Artisan Bread in Five Minutes a Day: The Discovery That Revolutionizes Home Baking by Jeff Hertzberg and Zoë François.
St. Martin's Press: NY, 2007.

All of my adult life I have wanted to make good crusty breads. After having my second child, I did try, using a book written for bread machines. The idea was to mix with the bread machine and bake in the oven. The dough was too sticky to handle. The bread ended up too heavy, and I still had a mess to clean up.

My first reaction to this title is that it must be an exaggeration. After reading the introduction and mixing a batch, I learned that the hands on preparation is really that short and simple. Hertzberg (a chemist) and François (a professional baker) systematically worked through the baking process, eliminating unneeded, time-consuming procedures. Those who have made or tried to make bread know that mixing and kneading, rising, shaping, and cleaning all add to the aggravation of making bread. In the Five Minutes a Day approach, mixing is simple and quick. It can be done with a wooden spoon in a couple minutes, cutting down on cleanup. There is no kneading. You mix, let it rise for two hours and refrigerate. You make a large amount and take out only the amount needed each time. Shape it quickly, let it rise for a short time on the wooden paddle you use to put it in the oven (or a baking pan), then bake (with a small amount of water in a pan underneath). It is easy enough that teens and pre-teens with oven experience could make the bread. And amazingly there is little mess.

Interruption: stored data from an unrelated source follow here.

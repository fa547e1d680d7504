//! Command implementations

pub mod simple;
mod startup;

pub use simple::{play_lines, run_simple};
pub use startup::start_session;
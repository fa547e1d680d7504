//! Daily puzzle selection
//!
//! Reads today's record from the store, or picks a word and creates the record.

use super::{DailyPuzzleRecord, DailyStore, DateKey};
use crate::core::Word;
use crate::error::ServiceError;
use crate::game::Dictionary;
use log::info;
use rand::Rng;

pub struct DailySelector<S: DailyStore> {
    store: S,
}

impl<S: DailyStore> DailySelector<S> {
    pub const fn new(store: S) -> Self {
        Self { store }
    }

    pub const fn store(&self) -> &S {
        &self.store
    }

    /// Resolve the secret word for `key`
    ///
    /// When no record exists a random word from `dictionary` is proposed. The
    /// store arbitrates concurrent creators, so the returned word is whatever
    /// the store holds afterwards, not necessarily the one proposed here.
    ///
    /// # Errors
    /// - `ServiceError` from the store
    /// - `Corrupt` if the stored word is not a valid word or `dictionary` is empty
    pub fn resolve_todays_word<R: Rng + ?Sized>(
        &self,
        key: &DateKey,
        dictionary: &Dictionary,
        rng: &mut R,
    ) -> Result<Word, ServiceError> {
        let record = if let Some(record) = self.store.get(key)? {
            record
        } else {
            let proposed = dictionary
                .random_word(rng)
                .ok_or_else(|| ServiceError::Corrupt("word list is empty".to_string()))?;
            info!("No daily record for {key}, creating one");
            self.store
                .create_if_absent(DailyPuzzleRecord::new(proposed.text(), *key))?
        };

        Word::new(&record.word)
            .map_err(|e| ServiceError::Corrupt(format!("daily word '{}': {e}", record.word)))
    }
}
//! Round state machine
//!
//! Owns the attempt counter, the guess history and the guess being composed.
//! The status moves one way only: `InProgress` to `Won` or `Lost`.

use super::Dictionary;
use crate::core::{Feedback, KeyboardState, WORD_LENGTH, Word};
use crate::error::{GameError, Rejection};

/// Number of guesses allowed per game
pub const MAX_ATTEMPTS: usize = 6;

#[derive(Debug, Clone, Copy, PartialEq, Eq)]
pub enum GameStatus {
    InProgress,
    Won,
    Lost,
}

impl GameStatus {
    #[must_use]
    pub const fn is_terminal(self) -> bool {
        !matches!(self, Self::InProgress)
    }
}

/// Outcome of an accepted submission
#[derive(Debug, Clone, Copy, PartialEq, Eq)]
pub struct Submission {
    pub feedback: Feedback,
    pub status: GameStatus,
}

/// One game against one secret word
#[derive(Debug, Clone)]
pub struct Round {
    secret: Word,
    round: usize,
    composing: String,
    history: Vec<Word>,
    status: GameStatus,
}

impl Round {
    #[must_use]
    pub fn new(secret: Word) -> Self {
        Self {
            secret,
            round: 0,
            composing: String::with_capacity(WORD_LENGTH),
            history: Vec::with_capacity(MAX_ATTEMPTS),
            status: GameStatus::InProgress,
        }
    }

    /// Append a letter to the composing guess
    ///
    /// # Errors
    /// `InputRejected` when the game is over, the key is not an ASCII letter,
    /// or the guess already has five letters.
    pub fn append_letter(&mut self, c: char) -> Result<(), GameError> {
        self.ensure_in_progress()?;

        if !c.is_ascii_alphabetic() {
            return Err(Rejection::NotALetter(c).into());
        }
        if self.composing.len() >= WORD_LENGTH {
            return Err(Rejection::GuessFull.into());
        }

        self.composing.push(c.to_ascii_uppercase());
        Ok(())
    }

    /// Remove the last letter of the composing guess; no-op when empty
    ///
    /// # Errors
    /// `InputRejected(GameOver)` once the game has ended.
    pub fn delete_letter(&mut self) -> Result<(), GameError> {
        self.ensure_in_progress()?;
        self.composing.pop();
        Ok(())
    }

    /// Submit the composing guess
    ///
    /// # Errors
    /// - `InputRejected` if the game is over or fewer than five letters are entered
    /// - `IllegalWord` if the dictionary rejects the guess; state is unchanged
    pub fn submit_guess(&mut self, dictionary: &Dictionary) -> Result<Submission, GameError> {
        self.ensure_in_progress()?;

        if self.composing.len() != WORD_LENGTH {
            return Err(Rejection::GuessIncomplete.into());
        }
        if !dictionary.is_legal_guess(&self.composing) {
            return Err(GameError::IllegalWord(self.composing.clone()));
        }

        let guess = Word::new(&self.composing)
            .map_err(|_| GameError::IllegalWord(self.composing.clone()))?;
        let feedback = Feedback::classify(&guess, &self.secret);
        self.history.push(guess);

        if feedback.is_perfect() {
            self.status = GameStatus::Won;
        } else if self.round == MAX_ATTEMPTS - 1 {
            self.status = GameStatus::Lost;
        } else {
            self.round += 1;
            self.composing.clear();
        }

        Ok(Submission {
            feedback,
            status: self.status,
        })
    }

    fn ensure_in_progress(&self) -> Result<(), GameError> {
        if self.status.is_terminal() {
            Err(Rejection::GameOver.into())
        } else {
            Ok(())
        }
    }

    #[must_use]
    pub const fn secret(&self) -> &Word {
        &self.secret
    }

    /// Zero-based index of the current attempt
    #[must_use]
    pub const fn round(&self) -> usize {
        self.round
    }

    #[must_use]
    pub fn composing(&self) -> &str {
        &self.composing
    }

    #[must_use]
    pub fn history(&self) -> &[Word] {
        &self.history
    }

    #[must_use]
    pub const fn status(&self) -> GameStatus {
        self.status
    }

    #[must_use]
    pub fn attempts_used(&self) -> usize {
        self.history.len()
    }

    /// Submitted guesses paired with their feedback, oldest first
    #[must_use]
    pub fn feedback_rows(&self) -> Vec<(Word, Feedback)> {
        self.history
            .iter()
            .map(|guess| (guess.clone(), Feedback::classify(guess, &self.secret)))
            .collect()
    }

    #[must_use]
    pub fn keyboard(&self) -> KeyboardState {
        KeyboardState::aggregate(&self.history, &self.secret)
    }
}
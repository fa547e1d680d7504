//! WordQuiz
//!
//! A daily five-letter word guessing game for the terminal. Everyone playing
//! against the same store gets the same word each day; practice words can be
//! played without limit.
//!
//! # Quick Start
//!
//! ```rust
//! use wordquiz::core::{Feedback, Word};
//!
//! let guess = Word::new("eerie").unwrap();
//! let secret = Word::new("alert").unwrap();
//!
//! // Repeated letters are only marked as often as the secret holds them
//! let feedback = Feedback::classify(&guess, &secret);
//! assert_eq!(feedback.to_string(), "Y-Y--");
//! ```

// Core domain types
pub mod core;

// Game rules and session
pub mod game;

// Daily puzzle selection
pub mod daily;

// Per-device completion records
pub mod device;

// Post-game dictionary and translation lookup
pub mod lookup;

// Word lists
pub mod wordlists;

pub mod config;
pub mod error;
pub mod logging;

// Command implementations
pub mod commands;

// Terminal output formatting
pub mod output;

// Interactive TUI interface
pub mod interactive;
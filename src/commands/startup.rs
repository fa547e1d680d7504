//! Session startup shared by both front ends

use crate::config::Config;
use crate::daily::{DailySelector, FileStore, prepare_puzzle};
use crate::device::FileCompletionStore;
use crate::error::ServiceError;
use crate::game::Session;
use indicatif::{ProgressBar, ProgressStyle};
use log::info;
use std::time::Duration;

/// Load the word list, resolve today's puzzle and open the session
///
/// Network and store failures fall back to offline play; a spinner runs while
/// the word list and daily record are fetched.
///
/// # Errors
/// Only if no playable word list exists at all.
pub fn start_session(config: &Config) -> Result<Session, ServiceError> {
    let spinner = ProgressBar::new_spinner();
    spinner.set_style(
        ProgressStyle::with_template("{spinner:.green} {msg}")
            .unwrap_or_else(|_| ProgressStyle::default_spinner()),
    );
    spinner.enable_steady_tick(Duration::from_millis(80));
    spinner.set_message("Loading word list...");

    let word_list = config.word_list();

    spinner.set_message("Fetching today's puzzle...");
    let selector = DailySelector::new(FileStore::new(config.daily_dir()));
    let setup = prepare_puzzle(
        word_list,
        &selector,
        config.date_key(),
        config.practice,
        &mut rand::rng(),
    );
    spinner.finish_and_clear();
    let setup = setup?;

    info!(
        "Starting {:?} session with {} words",
        setup.mode,
        setup.dictionary.len()
    );

    Ok(Session::new(
        setup,
        Box::new(FileCompletionStore::new(config.device_dir())),
        config.lookup(),
    ))
}
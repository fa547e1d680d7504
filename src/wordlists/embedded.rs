//! Embedded word list
//!
//! Offline fallback list compiled into the binary at build time.

include!(concat!(env!("OUT_DIR"), "/fallback.rs"));
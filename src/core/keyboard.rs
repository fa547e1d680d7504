//! Keyboard feedback aggregation
//!
//! Folds the feedback of every submitted guess into one best-known
//! classification per alphabet letter. Always re-derived from the guess
//! history; nothing is cached between calls.

use super::{Feedback, LetterFeedback, Word};

/// Best classification seen for each letter A-Z
#[derive(Debug, Clone, Copy, PartialEq, Eq, Default)]
pub struct KeyboardState([Option<LetterFeedback>; 26]);

impl KeyboardState {
    /// Aggregate feedback across `history` against `secret`
    ///
    /// Letters that were never guessed have no entry.
    ///
    /// # Examples
    /// ```
    /// use wordquiz::core::{KeyboardState, LetterFeedback, Word};
    ///
    /// let secret = Word::new("crane").unwrap();
    /// let history = [Word::new("slate").unwrap()];
    /// let keys = KeyboardState::aggregate(&history, &secret);
    ///
    /// assert_eq!(keys.get('A'), Some(LetterFeedback::Exact));
    /// assert_eq!(keys.get('S'), Some(LetterFeedback::Absent));
    /// assert_eq!(keys.get('C'), None);
    /// ```
    #[must_use]
    pub fn aggregate(history: &[Word], secret: &Word) -> Self {
        let mut keys = [None; 26];

        for guess in history {
            let feedback = Feedback::classify(guess, secret);
            for (&letter, &class) in guess.chars().iter().zip(feedback.letters()) {
                let slot = &mut keys[usize::from(letter - b'A')];
                *slot = Some(slot.map_or(class, |best: LetterFeedback| best.max(class)));
            }
        }

        Self(keys)
    }

    /// Best classification for a letter, if it has been guessed
    ///
    /// Lowercase input is accepted; non-letters return `None`.
    #[must_use]
    pub fn get(&self, letter: char) -> Option<LetterFeedback> {
        let upper = letter.to_ascii_uppercase();
        if upper.is_ascii_uppercase() {
            self.0[(upper as u8 - b'A') as usize]
        } else {
            None
        }
    }

    /// Iterate over guessed letters with their classification
    pub fn iter(&self) -> impl Iterator<Item = (char, LetterFeedback)> + '_ {
        self.0
            .iter()
            .enumerate()
            .filter_map(|(i, class)| class.map(|c| (char::from(b'A' + i as u8), c)))
    }
}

The basic recipe does what it says it does. I had good (not just edible) bread on the first try. I'm ready to move on to the next bread type (after only one batch). The basic is white bread. Variations include rye, wheat, pumpernickel, olive, oat, potato, semolina, bagels, flatbreads, and dessert breads. There are more, but these are common breads. Some require more ingredients, others different handling.

A pizza stone and peel (paddle) are recommended, for ease and proper baking. The two factors that are easiest to mess up are the amount of dough you shape and bake and the time for baking, since the amount is not very specific and the amount affects the time. Read from the beginning through the master recipe before making a batch. There are techniques and things you should know about ingredients before baking.